• **Work order**: Each line in the data holding "correction" should be listed.

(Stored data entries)
§ §
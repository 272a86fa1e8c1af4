mod forces;
mod quadtree;

use eframe::egui::{Vec2, vec2};

use crate::util::stable_pair;

use super::{PhysicsConfig, RenderGraph};
use forces::{accumulate_collisions, accumulate_repulsion};
use quadtree::QuadNode;

pub(super) fn step_physics(cache: &mut RenderGraph, config: PhysicsConfig) -> bool {
    let node_count = cache.nodes.len();
    if node_count < 2 {
        return false;
    }

    let scratch = &mut cache.physics_scratch;
    scratch.forces.resize(node_count, Vec2::ZERO);
    scratch.forces.fill(Vec2::ZERO);
    scratch.positions.clear();
    scratch.radii.clear();

    let mut max_radius = 0.0_f32;
    for node in &cache.nodes {
        scratch.positions.push(node.world_pos);
        scratch.radii.push(node.base_radius);
        max_radius = max_radius.max(node.base_radius);
    }

    let forces = &mut scratch.forces;
    let positions = &scratch.positions;
    let radii = &scratch.radii;

    let intensity = config.intensity.clamp(0.2, 2.5);
    let repulsion_strength = 52_000.0 * intensity * config.repulsion_scale.clamp(0.25, 2.6);
    let spring_strength = 0.021 * intensity * config.spring_scale.clamp(0.2, 2.2);
    let spring_damping = 0.20;
    let collision_strength = 2.1 * intensity * config.collision_scale.clamp(0.2, 2.0);
    let center_pull = 0.0012 * intensity;
    let damping = (config.velocity_damping - (intensity * 0.012)).clamp(0.75, 0.97);
    let softening = 480.0;
    let time_step_scale = (config.delta_seconds * 60.0).clamp(0.25, 3.0);
    let damping_factor = damping.powf(time_step_scale);

    if let Some(tree) = QuadNode::build(positions) {
        for (index, force) in forces.iter_mut().enumerate() {
            accumulate_repulsion(&tree, index, positions, repulsion_strength, softening, force);
        }
        accumulate_collisions(
            &tree,
            positions,
            radii,
            max_radius,
            collision_strength,
            forces,
            &mut scratch.hits,
        );
    }

    for &(from, to) in &cache.edges {
        if from >= node_count || to >= node_count || from == to {
            continue;
        }

        let delta = cache.nodes[from].world_pos - cache.nodes[to].world_pos;
        let distance_sq = delta.length_sq();
        if distance_sq <= 0.0001 * 0.0001 {
            continue;
        }
        let distance = distance_sq.sqrt();
        let direction = delta / distance;

        let preferred =
            82.0 + (cache.nodes[from].base_radius + cache.nodes[to].base_radius) * 1.4;
        let spring = (distance - preferred) * spring_strength;
        let relative_velocity = cache.nodes[from].velocity - cache.nodes[to].velocity;
        let damping_force = relative_velocity.dot(direction) * spring_damping;
        let correction = direction * (spring + damping_force);

        forces[from] -= correction;
        forces[to] += correction;
    }

    for (index, force) in forces.iter_mut().enumerate().take(node_count) {
        *force -= cache.nodes[index].world_pos * center_pull;
    }

    let max_force = 150.0 + (intensity * 80.0);
    let max_force_sq = max_force * max_force;
    let max_speed = 10.0 + (intensity * 14.0);
    let max_speed_sq = max_speed * max_speed;
    let min_sleep_speed_sq = 0.02 * 0.02;
    let min_sleep_force_sq = 0.08 * 0.08;
    let mut any_motion = false;
    let mut any_pinned = false;

    for (index, force_value) in forces.iter().enumerate().take(node_count) {
        let node = &mut cache.nodes[index];
        if node.pinned {
            // A dragged node follows the pointer, not the integrator.
            node.velocity = Vec2::ZERO;
            any_pinned = true;
            continue;
        }

        let mut force = *force_value;
        let force_sq = force.length_sq();
        if force_sq > max_force_sq {
            force *= max_force / force_sq.sqrt();
        }

        let mut velocity = (node.velocity + (force * (0.055 * time_step_scale))) * damping_factor;
        let mut speed_sq = velocity.length_sq();
        if speed_sq > max_speed_sq {
            velocity *= max_speed / speed_sq.sqrt();
            speed_sq = max_speed_sq;
        }

        if speed_sq < min_sleep_speed_sq && force_sq < min_sleep_force_sq {
            velocity = Vec2::ZERO;
            speed_sq = 0.0;
        }

        node.velocity = velocity;
        node.world_pos += velocity * time_step_scale;
        if speed_sq > 0.000_001 {
            any_motion = true;
        }
    }

    // Recentering would fight a pinned node, so skip it while dragging.
    if !any_pinned {
        let mut average_velocity = Vec2::ZERO;
        for node in &cache.nodes {
            average_velocity += node.velocity;
        }
        average_velocity /= node_count as f32;
        if average_velocity.length_sq() > 0.000_001 {
            for node in &mut cache.nodes {
                node.velocity -= average_velocity;
            }
        }

        let mut centroid = Vec2::ZERO;
        for node in &cache.nodes {
            centroid += node.world_pos;
        }
        centroid /= node_count as f32;
        if centroid.length_sq() > 0.000_001 {
            for node in &mut cache.nodes {
                node.world_pos -= centroid;
            }
        }
    }

    any_motion
}

// Wake the simulation after a rebuild or canvas resize without recomputing
// positions from scratch.
pub(super) fn kick(cache: &mut RenderGraph, scale: f32) {
    for (index, node) in cache.nodes.iter_mut().enumerate() {
        if node.pinned {
            continue;
        }

        let (jx, jy) = stable_pair(&node.id);
        let mut direction = vec2(jx, jy);
        if direction.length_sq() <= 0.0001 {
            let angle = ((index as f32) * 0.618_034 + 0.29) * std::f32::consts::TAU;
            direction = vec2(angle.cos(), angle.sin());
        } else {
            direction = direction.normalized();
        }

        node.velocity += direction * scale;
    }
}

#[cfg(test)]
mod tests {
    use std::collections::HashMap;

    use super::super::{PhysicsScratch, RenderGraph, RenderNode, ViewScratch};
    use super::*;

    fn test_graph(positions: &[Vec2], edges: Vec<(usize, usize)>) -> RenderGraph {
        let nodes = positions
            .iter()
            .enumerate()
            .map(|(index, &world_pos)| RenderNode {
                id: index.to_string(),
                world_pos,
                velocity: Vec2::ZERO,
                metric_value: 1,
                base_radius: 8.0,
                palette_slot: 0,
                pinned: false,
            })
            .collect::<Vec<_>>();

        let mut neighbors = vec![Vec::new(); nodes.len()];
        for &(a, b) in &edges {
            neighbors[a].push(b);
            neighbors[b].push(a);
        }

        let index_by_id = nodes
            .iter()
            .enumerate()
            .map(|(index, node)| (node.id.clone(), index))
            .collect::<HashMap<_, _>>();

        RenderGraph {
            nodes,
            edges,
            index_by_id,
            neighbors,
            physics_scratch: PhysicsScratch {
                forces: Vec::new(),
                positions: Vec::new(),
                radii: Vec::new(),
                hits: Vec::new(),
            },
            view_scratch: ViewScratch {
                screen_positions: Vec::new(),
                screen_radii: Vec::new(),
                visible_indices: Vec::new(),
                visible_mask: Vec::new(),
                draw_order: Vec::new(),
                draw_order_dirty: true,
            },
        }
    }

    fn config() -> PhysicsConfig {
        PhysicsConfig {
            intensity: 1.0,
            repulsion_scale: 1.0,
            spring_scale: 1.0,
            collision_scale: 1.0,
            velocity_damping: 0.88,
            delta_seconds: 1.0 / 60.0,
        }
    }

    #[test]
    fn springs_pull_linked_nodes_toward_preferred_length() {
        let mut cache = test_graph(&[vec2(-400.0, 0.0), vec2(400.0, 0.0)], vec![(0, 1)]);
        let start = (cache.nodes[0].world_pos - cache.nodes[1].world_pos).length();

        for _ in 0..400 {
            step_physics(&mut cache, config());
        }

        let end = (cache.nodes[0].world_pos - cache.nodes[1].world_pos).length();
        assert!(end < start, "linked nodes should move closer ({start} -> {end})");
    }

    #[test]
    fn unlinked_nodes_repel() {
        let mut cache = test_graph(&[vec2(-10.0, 0.0), vec2(10.0, 0.0)], Vec::new());

        for _ in 0..60 {
            step_physics(&mut cache, config());
        }

        let distance = (cache.nodes[0].world_pos - cache.nodes[1].world_pos).length();
        assert!(distance > 20.0);
    }

    #[test]
    fn pinned_nodes_do_not_move() {
        let mut cache = test_graph(&[vec2(-10.0, 0.0), vec2(10.0, 0.0)], vec![(0, 1)]);
        cache.nodes[0].pinned = true;
        let held = cache.nodes[0].world_pos;

        for _ in 0..120 {
            step_physics(&mut cache, config());
        }

        assert_eq!(cache.nodes[0].world_pos, held);
    }

    #[test]
    fn kick_wakes_unpinned_nodes() {
        let mut cache = test_graph(&[vec2(0.0, 0.0), vec2(50.0, 0.0)], Vec::new());
        cache.nodes[1].pinned = true;

        kick(&mut cache, 2.0);

        assert!(cache.nodes[0].velocity.length() > 0.0);
        assert_eq!(cache.nodes[1].velocity, Vec2::ZERO);
    }
}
§ §
• **Exercise output**:
        let correction = direction * (spring + damping_force);
        forces[from] -= correction;
        forces[to] += correction;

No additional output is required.